Problem details :: Your result should be the lines holding the word "machine", copied from the entries below.
Available data section start
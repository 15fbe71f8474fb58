//! Error types for the Baseline realtime client
//!
//! Provides structured error handling with:
//! - Numeric error codes for machine parsing
//! - User-friendly messages with suggestions
//! - Exit codes for CLI

use std::fmt;
use std::path::PathBuf;

use thiserror::Error;

use crate::protocol::EventTag;

/// Result type alias for client operations
pub type Result<T> = std::result::Result<T, Error>;

/// Numeric error codes for machine parsing and documentation
#[derive(Debug, Clone, Copy, PartialEq, Eq)]
#[repr(u16)]
pub enum ErrorCode {
    // Configuration errors (1xx)
    ConfigNotFound = 100,
    ConfigParseError = 101,
    ConfigValidation = 102,

    // IO errors (2xx)
    IoRead = 200,
    IoWrite = 201,

    // Connection errors (3xx)
    ConnectionFailed = 300,
    ConnectionTimeout = 301,
    ConnectionLost = 303,

    // Protocol errors (4xx)
    ProtocolMalformed = 401,
    ProtocolUnexpected = 402,

    // Subscriber errors (5xx)
    SubscriberPanicked = 500,

    // Internal errors (9xx)
    InternalError = 900,
}

impl ErrorCode {
    /// Get the string code (e.g., "E100")
    pub fn as_str(&self) -> String {
        format!("E{}", *self as u16)
    }

    /// Get the exit code for CLI (maps to 1-125 range)
    pub fn exit_code(&self) -> i32 {
        match *self as u16 {
            100..=199 => 10,
            200..=299 => 20,
            300..=399 => 30,
            400..=499 => 40,
            500..=599 => 50,
            900..=999 => 90,
            _ => 1,
        }
    }
}

impl fmt::Display for ErrorCode {
    fn fmt(&self, f: &mut fmt::Formatter<'_>) -> fmt::Result {
        write!(f, "{}", self.as_str())
    }
}

/// Main error type for the realtime client
#[derive(Error, Debug)]
pub enum Error {
    // ─────────────────────────────────────────────────────────────
    // Configuration Errors
    // ─────────────────────────────────────────────────────────────

    /// Configuration file not found
    #[error("Configuration file not found: {path}")]
    ConfigNotFound {
        path: PathBuf,
        #[source]
        source: Option<std::io::Error>,
    },

    /// Configuration parse error
    #[error("Failed to parse configuration: {message}")]
    ConfigParse {
        message: String,
        #[source]
        source: Option<toml::de::Error>,
    },

    /// Configuration validation error
    #[error("Configuration validation failed: {message}")]
    ConfigValidation { message: String, field: Option<String> },

    /// Generic configuration error
    #[error("Configuration error: {0}")]
    Config(String),

    // ─────────────────────────────────────────────────────────────
    // IO Errors
    // ─────────────────────────────────────────────────────────────

    /// File read error
    #[error("Failed to read file: {path}")]
    IoRead {
        path: PathBuf,
        #[source]
        source: std::io::Error,
    },

    /// File write error
    #[error("Failed to write file: {path}")]
    IoWrite {
        path: PathBuf,
        #[source]
        source: std::io::Error,
    },

    /// TOML serialization error
    #[error("TOML serialization error: {0}")]
    Toml(#[from] toml::ser::Error),

    /// WebSocket transport error
    #[error("WebSocket error: {0}")]
    WebSocket(#[from] tokio_tungstenite::tungstenite::Error),

    // ─────────────────────────────────────────────────────────────
    // Connection Errors
    // ─────────────────────────────────────────────────────────────

    /// Connection failed
    #[error("Failed to connect to {url}: {message}")]
    ConnectionFailed { url: String, message: String },

    /// Connection timeout
    #[error("Connection to {url} timed out after {timeout_ms}ms")]
    ConnectionTimeout { url: String, timeout_ms: u64 },

    /// Connection lost
    #[error("Lost connection to push channel: {message}")]
    ConnectionLost { message: String },

    // ─────────────────────────────────────────────────────────────
    // Protocol Errors
    // ─────────────────────────────────────────────────────────────

    /// Malformed frame
    #[error("Malformed push frame: {message}")]
    ProtocolMalformed { message: String },

    /// Frame that is valid JSON but carries a payload of the wrong shape
    #[error("Unexpected payload for '{tag}': {message}")]
    ProtocolUnexpected { tag: EventTag, message: String },

    // ─────────────────────────────────────────────────────────────
    // Subscriber Errors
    // ─────────────────────────────────────────────────────────────

    /// A subscriber callback panicked during dispatch
    #[error("Subscriber for '{tag}' panicked: {message}")]
    SubscriberPanicked { tag: EventTag, message: String },

    // ─────────────────────────────────────────────────────────────
    // Internal Errors
    // ─────────────────────────────────────────────────────────────

    /// Internal error
    #[error("Internal error: {0}")]
    Internal(String),
}

impl Error {
    /// Get the numeric error code
    pub fn code(&self) -> ErrorCode {
        match self {
            Error::ConfigNotFound { .. } => ErrorCode::ConfigNotFound,
            Error::ConfigParse { .. } => ErrorCode::ConfigParseError,
            Error::ConfigValidation { .. } => ErrorCode::ConfigValidation,
            Error::Config(_) => ErrorCode::ConfigValidation,

            Error::IoRead { .. } => ErrorCode::IoRead,
            Error::IoWrite { .. } => ErrorCode::IoWrite,
            Error::Toml(_) => ErrorCode::ConfigParseError,
            Error::WebSocket(_) => ErrorCode::ConnectionLost,

            Error::ConnectionFailed { .. } => ErrorCode::ConnectionFailed,
            Error::ConnectionTimeout { .. } => ErrorCode::ConnectionTimeout,
            Error::ConnectionLost { .. } => ErrorCode::ConnectionLost,

            Error::ProtocolMalformed { .. } => ErrorCode::ProtocolMalformed,
            Error::ProtocolUnexpected { .. } => ErrorCode::ProtocolUnexpected,

            Error::SubscriberPanicked { .. } => ErrorCode::SubscriberPanicked,

            Error::Internal(_) => ErrorCode::InternalError,
        }
    }

    /// Check if the error is recovered by the reconnect path
    pub fn is_retryable(&self) -> bool {
        matches!(
            self,
            Error::ConnectionFailed { .. }
                | Error::ConnectionTimeout { .. }
                | Error::ConnectionLost { .. }
                | Error::WebSocket(_)
        )
    }

    /// Get the exit code for CLI
    pub fn exit_code(&self) -> i32 {
        self.code().exit_code()
    }

    /// Get a user-friendly suggestion for how to fix this error
    pub fn suggestion(&self) -> Option<&'static str> {
        match self {
            Error::ConfigNotFound { .. } => Some(
                "Run 'baseline-realtime config init' to create a default configuration file."
            ),
            Error::ConfigParse { .. } => Some(
                "Check your configuration file syntax. Run 'baseline-realtime config validate' to see details."
            ),
            Error::ConfigValidation { .. } | Error::Config(_) => Some(
                "Review the configuration file and fix the invalid values."
            ),
            Error::ConnectionFailed { .. } => Some(
                "Check that the Baseline Monitor backend is running and the endpoint URL is correct."
            ),
            Error::ConnectionTimeout { .. } => Some(
                "The backend may be down or unreachable. Check your firewall settings."
            ),
            Error::ConnectionLost { .. } | Error::WebSocket(_) => Some(
                "Connection was interrupted. The client will reconnect automatically."
            ),
            _ => None,
        }
    }

    /// Format the error for terminal display with colors
    pub fn format_for_terminal(&self) -> String {
        let mut output = format!(
            "\x1b[31mError [{}]\x1b[0m: {}\n",
            self.code().as_str(),
            self
        );

        if let Some(hint) = self.suggestion() {
            output.push_str(&format!("\n\x1b[33mHint\x1b[0m: {}\n", hint));
        }

        output
    }

    /// Format the error for logging (no colors)
    pub fn format_for_log(&self) -> String {
        format!("[{}] {}", self.code().as_str(), self)
    }
}

// ─────────────────────────────────────────────────────────────────
// Error Constructors
// ─────────────────────────────────────────────────────────────────

impl Error {
    /// Create a config not found error
    pub fn config_not_found(path: impl Into<PathBuf>) -> Self {
        Error::ConfigNotFound {
            path: path.into(),
            source: None,
        }
    }

    /// Create a config validation error with field name
    pub fn config_field_invalid(field: impl Into<String>, message: impl Into<String>) -> Self {
        Error::ConfigValidation {
            message: message.into(),
            field: Some(field.into()),
        }
    }

    /// Create a connection failed error
    pub fn connection_failed(url: impl Into<String>, message: impl Into<String>) -> Self {
        Error::ConnectionFailed {
            url: url.into(),
            message: message.into(),
        }
    }

    /// Create a connection lost error
    pub fn connection_lost(message: impl Into<String>) -> Self {
        Error::ConnectionLost {
            message: message.into(),
        }
    }

    /// Create a malformed frame error
    pub fn malformed(message: impl Into<String>) -> Self {
        Error::ProtocolMalformed {
            message: message.into(),
        }
    }
}
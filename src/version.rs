//! Build metadata embedded by `build.rs`

use std::fmt;

/// Compile-time build information
#[derive(Debug, Clone, Copy)]
pub struct BuildInfo {
    pub name: &'static str,
    pub version: &'static str,
    /// Short git revision, or "unknown" outside a checkout
    pub git_hash: &'static str,
    pub git_branch: &'static str,
    git_dirty: &'static str,
    pub build_timestamp: &'static str,
    pub target: &'static str,
    pub profile: &'static str,
    pub rustc_version: &'static str,
}

impl BuildInfo {
    pub const fn current() -> Self {
        Self {
            name: env!("CARGO_PKG_NAME"),
            version: env!("CARGO_PKG_VERSION"),
            git_hash: env!("BASELINE_GIT_HASH"),
            git_branch: env!("BASELINE_GIT_BRANCH"),
            git_dirty: env!("BASELINE_GIT_DIRTY"),
            build_timestamp: env!("BASELINE_BUILD_TIMESTAMP"),
            target: env!("BASELINE_TARGET"),
            profile: env!("BASELINE_PROFILE"),
            rustc_version: env!("BASELINE_RUSTC_VERSION"),
        }
    }

    pub fn git_dirty(&self) -> bool {
        self.git_dirty == "true"
    }

    /// Version with git revision, e.g. "0.1.0-abc1234"
    pub fn full_version(&self) -> String {
        let dirty = if self.git_dirty() { "-dirty" } else { "" };
        format!("{}-{}{}", self.version, self.git_hash, dirty)
    }
}

impl fmt::Display for BuildInfo {
    fn fmt(&self, f: &mut fmt::Formatter<'_>) -> fmt::Result {
        writeln!(f, "{} {}", self.name, self.full_version())?;
        writeln!(f)?;
        writeln!(f, "  Branch:   {}", self.git_branch)?;
        writeln!(f, "  Built:    {} ({})", self.build_timestamp, self.profile)?;
        writeln!(f, "  Target:   {}", self.target)?;
        writeln!(f, "  Compiler: {}", self.rustc_version)?;
        Ok(())
    }
}

pub fn build_info() -> BuildInfo {
    BuildInfo::current()
}

/// Print version information to stdout
pub fn print_version() {
    print!("{}", build_info());
}

#[cfg(test)]
mod tests {
    use super::*;

    #[test]
    fn test_full_version_contains_revision() {
        let info = build_info();
        let full = info.full_version();
        assert!(full.starts_with(info.version));
        assert!(full.contains(info.git_hash));
    }

    #[test]
    fn test_display_lists_target() {
        let display = build_info().to_string();
        assert!(display.contains("baseline-realtime"));
        assert!(display.contains("Target:"));
    }
}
Available data section end
Exercise answer ::
//! - Numeric error codes for machine parsing
/// Numeric error codes for machine parsing and documentation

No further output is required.